(Saved data entries)

_ _ _ _ _

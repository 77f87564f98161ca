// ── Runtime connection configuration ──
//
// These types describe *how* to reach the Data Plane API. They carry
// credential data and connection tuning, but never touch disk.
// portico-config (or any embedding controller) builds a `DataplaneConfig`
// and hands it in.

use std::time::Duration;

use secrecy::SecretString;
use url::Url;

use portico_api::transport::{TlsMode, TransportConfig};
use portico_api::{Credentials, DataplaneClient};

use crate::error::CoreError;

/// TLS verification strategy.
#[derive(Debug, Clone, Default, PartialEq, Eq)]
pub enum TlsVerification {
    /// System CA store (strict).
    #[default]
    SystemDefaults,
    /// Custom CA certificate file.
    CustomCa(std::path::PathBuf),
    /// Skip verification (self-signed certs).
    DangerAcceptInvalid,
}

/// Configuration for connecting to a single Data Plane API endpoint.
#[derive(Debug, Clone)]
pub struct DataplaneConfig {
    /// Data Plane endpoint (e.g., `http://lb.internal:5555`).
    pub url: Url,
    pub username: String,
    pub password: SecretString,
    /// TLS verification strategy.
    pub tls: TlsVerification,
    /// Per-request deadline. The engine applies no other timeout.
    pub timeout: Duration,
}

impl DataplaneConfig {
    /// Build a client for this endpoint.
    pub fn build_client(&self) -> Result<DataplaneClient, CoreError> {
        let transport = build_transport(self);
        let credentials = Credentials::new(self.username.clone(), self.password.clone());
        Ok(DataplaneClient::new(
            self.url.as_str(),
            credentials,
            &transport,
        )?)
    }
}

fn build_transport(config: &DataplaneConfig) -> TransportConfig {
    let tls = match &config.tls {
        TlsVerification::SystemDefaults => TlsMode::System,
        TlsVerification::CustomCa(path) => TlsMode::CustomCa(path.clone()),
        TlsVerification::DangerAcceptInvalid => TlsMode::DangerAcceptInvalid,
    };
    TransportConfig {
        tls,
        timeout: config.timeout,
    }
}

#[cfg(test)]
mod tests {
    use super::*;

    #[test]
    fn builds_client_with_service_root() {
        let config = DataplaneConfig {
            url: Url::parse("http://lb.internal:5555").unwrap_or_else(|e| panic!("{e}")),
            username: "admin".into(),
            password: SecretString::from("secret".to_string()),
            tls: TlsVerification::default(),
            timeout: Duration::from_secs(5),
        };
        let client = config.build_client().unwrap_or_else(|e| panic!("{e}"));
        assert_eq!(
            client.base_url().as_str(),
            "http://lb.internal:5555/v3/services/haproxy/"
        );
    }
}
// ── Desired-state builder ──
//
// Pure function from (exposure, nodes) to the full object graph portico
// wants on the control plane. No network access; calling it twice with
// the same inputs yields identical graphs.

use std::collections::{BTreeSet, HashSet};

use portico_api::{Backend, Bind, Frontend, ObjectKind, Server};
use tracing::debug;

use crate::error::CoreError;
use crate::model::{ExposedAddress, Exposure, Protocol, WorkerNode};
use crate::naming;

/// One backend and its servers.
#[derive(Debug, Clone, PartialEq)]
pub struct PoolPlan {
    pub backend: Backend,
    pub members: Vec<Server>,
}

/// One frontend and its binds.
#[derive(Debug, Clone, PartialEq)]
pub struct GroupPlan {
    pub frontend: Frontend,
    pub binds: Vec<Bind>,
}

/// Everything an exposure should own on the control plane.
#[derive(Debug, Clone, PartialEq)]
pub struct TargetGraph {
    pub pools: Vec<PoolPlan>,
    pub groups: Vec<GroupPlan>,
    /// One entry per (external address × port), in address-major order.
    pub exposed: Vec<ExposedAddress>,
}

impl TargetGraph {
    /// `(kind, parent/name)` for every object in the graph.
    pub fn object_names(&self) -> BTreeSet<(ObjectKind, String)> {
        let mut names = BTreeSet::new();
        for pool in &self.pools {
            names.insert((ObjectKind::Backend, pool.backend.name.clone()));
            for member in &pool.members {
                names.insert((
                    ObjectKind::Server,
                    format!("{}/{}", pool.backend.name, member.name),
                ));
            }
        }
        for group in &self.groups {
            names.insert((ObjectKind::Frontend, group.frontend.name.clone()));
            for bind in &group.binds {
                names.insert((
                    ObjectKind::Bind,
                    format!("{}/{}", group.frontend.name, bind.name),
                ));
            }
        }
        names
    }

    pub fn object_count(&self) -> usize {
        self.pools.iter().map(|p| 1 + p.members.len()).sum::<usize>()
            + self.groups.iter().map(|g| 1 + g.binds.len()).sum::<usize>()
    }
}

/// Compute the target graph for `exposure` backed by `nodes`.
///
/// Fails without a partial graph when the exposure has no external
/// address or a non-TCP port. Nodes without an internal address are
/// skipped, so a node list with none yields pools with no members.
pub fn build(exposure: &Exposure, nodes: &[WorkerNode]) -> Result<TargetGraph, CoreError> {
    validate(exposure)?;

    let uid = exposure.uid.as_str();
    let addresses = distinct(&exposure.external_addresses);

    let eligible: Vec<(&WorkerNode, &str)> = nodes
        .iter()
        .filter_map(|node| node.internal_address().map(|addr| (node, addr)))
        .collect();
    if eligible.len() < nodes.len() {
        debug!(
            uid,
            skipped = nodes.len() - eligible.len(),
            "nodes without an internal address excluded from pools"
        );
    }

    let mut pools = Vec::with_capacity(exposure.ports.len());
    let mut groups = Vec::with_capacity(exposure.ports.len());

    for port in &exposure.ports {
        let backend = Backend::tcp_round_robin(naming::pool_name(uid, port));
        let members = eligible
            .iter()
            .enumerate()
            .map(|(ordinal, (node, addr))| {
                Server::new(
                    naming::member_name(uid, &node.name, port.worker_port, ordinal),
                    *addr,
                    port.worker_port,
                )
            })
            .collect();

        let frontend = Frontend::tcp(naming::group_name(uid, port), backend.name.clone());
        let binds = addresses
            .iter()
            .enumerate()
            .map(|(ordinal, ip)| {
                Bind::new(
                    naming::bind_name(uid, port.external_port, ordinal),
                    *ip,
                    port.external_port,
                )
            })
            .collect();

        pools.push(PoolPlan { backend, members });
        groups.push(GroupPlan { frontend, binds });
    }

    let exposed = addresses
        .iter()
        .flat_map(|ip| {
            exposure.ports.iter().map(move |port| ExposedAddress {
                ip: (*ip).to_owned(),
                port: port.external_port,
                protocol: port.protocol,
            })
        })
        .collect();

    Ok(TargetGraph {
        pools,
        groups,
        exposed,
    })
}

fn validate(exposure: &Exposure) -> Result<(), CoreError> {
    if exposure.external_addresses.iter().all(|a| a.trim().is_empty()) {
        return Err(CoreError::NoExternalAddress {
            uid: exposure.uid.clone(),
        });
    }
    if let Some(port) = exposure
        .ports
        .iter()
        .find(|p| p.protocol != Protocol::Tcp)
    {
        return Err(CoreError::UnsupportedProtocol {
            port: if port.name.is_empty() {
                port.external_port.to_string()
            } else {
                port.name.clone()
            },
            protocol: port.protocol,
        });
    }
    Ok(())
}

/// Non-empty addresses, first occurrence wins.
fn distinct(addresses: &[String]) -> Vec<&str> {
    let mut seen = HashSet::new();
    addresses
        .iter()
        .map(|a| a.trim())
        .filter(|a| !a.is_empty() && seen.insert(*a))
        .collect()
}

_ _ _ _ _

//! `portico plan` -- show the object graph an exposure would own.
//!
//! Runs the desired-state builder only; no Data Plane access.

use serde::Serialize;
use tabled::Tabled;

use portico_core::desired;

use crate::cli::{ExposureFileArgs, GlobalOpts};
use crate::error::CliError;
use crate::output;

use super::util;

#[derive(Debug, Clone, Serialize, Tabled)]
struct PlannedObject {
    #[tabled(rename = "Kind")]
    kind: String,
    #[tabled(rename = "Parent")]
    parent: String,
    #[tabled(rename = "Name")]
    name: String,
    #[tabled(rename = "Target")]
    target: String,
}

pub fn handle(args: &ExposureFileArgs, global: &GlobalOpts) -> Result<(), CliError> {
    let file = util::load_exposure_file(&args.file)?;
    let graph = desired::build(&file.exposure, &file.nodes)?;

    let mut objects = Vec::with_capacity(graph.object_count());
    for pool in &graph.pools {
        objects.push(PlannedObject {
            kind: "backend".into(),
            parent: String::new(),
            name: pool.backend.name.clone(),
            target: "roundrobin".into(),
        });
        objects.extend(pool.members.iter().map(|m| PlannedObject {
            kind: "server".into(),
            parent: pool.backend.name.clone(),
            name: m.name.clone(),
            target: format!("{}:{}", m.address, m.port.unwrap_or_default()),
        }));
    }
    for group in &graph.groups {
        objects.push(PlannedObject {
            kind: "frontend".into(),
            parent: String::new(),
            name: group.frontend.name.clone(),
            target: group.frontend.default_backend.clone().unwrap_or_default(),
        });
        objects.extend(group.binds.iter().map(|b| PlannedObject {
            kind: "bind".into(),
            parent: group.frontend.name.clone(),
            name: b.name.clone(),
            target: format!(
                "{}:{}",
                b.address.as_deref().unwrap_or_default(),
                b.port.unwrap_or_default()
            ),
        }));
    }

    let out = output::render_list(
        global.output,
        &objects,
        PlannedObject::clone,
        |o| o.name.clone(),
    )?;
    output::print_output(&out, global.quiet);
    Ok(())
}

_ _ _ _ _

◆ WHAT NEEDS TO BE DONE
Write down again, exactly as given, only the lines above that fall from the line with "use crate::naming;" to the line with "pub fn object_count(&self)", inclusive.

◆ TASK RESULT
use crate::naming;

/// One backend and its servers.
#[derive(Debug, Clone, PartialEq)]
pub struct PoolPlan {
    pub backend: Backend,
    pub members: Vec<Server>,
}

/// One frontend and its binds.
#[derive(Debug, Clone, PartialEq)]
pub struct GroupPlan {
    pub frontend: Frontend,
    pub binds: Vec<Bind>,
}

/// Everything an exposure should own on the control plane.
#[derive(Debug, Clone, PartialEq)]
pub struct TargetGraph {
    pub pools: Vec<PoolPlan>,
    pub groups: Vec<GroupPlan>,
    /// One entry per (external address × port), in address-major order.
    pub exposed: Vec<ExposedAddress>,
}

impl TargetGraph {
    /// `(kind, parent/name)` for every object in the graph.
    pub fn object_names(&self) -> BTreeSet<(ObjectKind, String)> {
        let mut names = BTreeSet::new();
        for pool in &self.pools {
            names.insert((ObjectKind::Backend, pool.backend.name.clone()));
            for member in &pool.members {
                names.insert((
                    ObjectKind::Server,
                    format!("{}/{}", pool.backend.name, member.name),
                ));
            }
        }
        for group in &self.groups {
            names.insert((ObjectKind::Frontend, group.frontend.name.clone()));
            for bind in &group.binds {
                names.insert((
                    ObjectKind::Bind,
                    format!("{}/{}", group.frontend.name, bind.name),
                ));
            }
        }
        names
    }

    pub fn object_count(&self) -> usize {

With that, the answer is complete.